Думал, посмотрю, отвлекусь. А как рыдать начал, не могу остановиться… Первый раз за десять лет заплакал!» Он всхлипнул с новой силой и стал утирать слезы рукой, размазывая их по лицу. Едва успокоившись, снова заговорил: «Я даже рад. Накопилось. Думал, больше никогда плакать не смогу — не текло. А тут братан подвел, и еще кассета эта. Бывает же такое кино….» И он снова завыл. «Какая ж она, прямо Ева… Надо было сдать материал в Канцелярию Внутренних дел, мы обязаны сдавать… Но не смог, не смог!»
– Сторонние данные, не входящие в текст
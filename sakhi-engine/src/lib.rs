//! Sakhi Engine - Conversation Orchestration
//!
//! Wires language detection, fact memory, and persona synthesis into the
//! per-message pipeline, and owns conversation persistence (users,
//! conversations, ordered messages).

pub mod orchestrator;
pub mod store;

pub use orchestrator::{
    ContextSummary, ConversationOrchestrator, FactDigest, MessageOutcome, MessageRequest,
};
pub use store::{ConversationStore, InMemoryConversationStore, NewMessage};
Не дожидаясь очередной волны рыданий, я наклонилась к нему и, глядя в глаза, тихо сказала: «Вам нужно отдохнуть… И от фильма этого тоже». Взяла его под локоть: «Идемте, я вас уложу… Вы поспите, сон лечит. А кассету эту я пока заберу. Нельзя так много смотреть, даже хорошее кино. Правда, правда. Винни, скажи Вове, что я права!» Вова доверчиво взглянул на Винни. Тот кивнул: «Я тебе «Два талисмана» дарю! С автографом». При эти словах Винни покрутил кассетой перед носом Владимира Петровича. Это вызвало гипнотический эффект. Взгляд Владимира Петровича вдруг расфокусировался, веки стали слипаться, он зевнул, помедлил, колеблясь, но потом поддался, как ребенок, и дал увести себя в спальню. Как только Владимир Петрович издал раскатистый храп, чем изрядно напугал Потапку, мы втроем бросились вон из его холостяцкой квартиры, прихватив с собой Лизину кассету.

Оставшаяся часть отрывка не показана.